*** Opening INPUT FOR THIS TASK ***

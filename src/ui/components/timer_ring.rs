use ratatui::{
    buffer::Buffer,
    layout::Rect,
    style::Style,
    widgets::{Block, Borders, Gauge, Widget},
};

use crate::session::timer::FocusTimer;
use crate::util::{colors, format};

/// Countdown readout for the active focus program.
pub struct TimerWidget<'a> {
    timer: &'a FocusTimer,
}

impl<'a> TimerWidget<'a> {
    pub fn new(timer: &'a FocusTimer) -> Self {
        Self { timer }
    }
}

impl Widget for TimerWidget<'_> {
    fn render(self, area: Rect, buf: &mut Buffer) {
        let fill = if self.timer.is_active() {
            colors::ACCENT
        } else {
            colors::NEUTRAL
        };

        Gauge::default()
            .block(
                Block::default()
                    .borders(Borders::ALL)
                    .border_style(Style::new().fg(colors::DIM))
                    .title(format!(" {} ", self.timer.mode().label()))
                    .title_style(Style::new().fg(colors::TEXT)),
            )
            .gauge_style(Style::new().fg(fill).bg(colors::CHASSIS))
            .ratio(self.timer.fraction_remaining().clamp(0.0, 1.0))
            .label(format::clock(self.timer.remaining()))
            .render(area, buf);
    }
}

*** Closing INPUT FOR THIS TASK ***

→ **EXERCISE REQUIREMENTS**:
Read through the entries, then copy every line where the string "format" is found.

→ **ANSWER SPACE**:
use crate::util::{colors, format};
                    .title(format!(" {} ", self.timer.mode().label()))
            .label(format::clock(self.timer.remaining()))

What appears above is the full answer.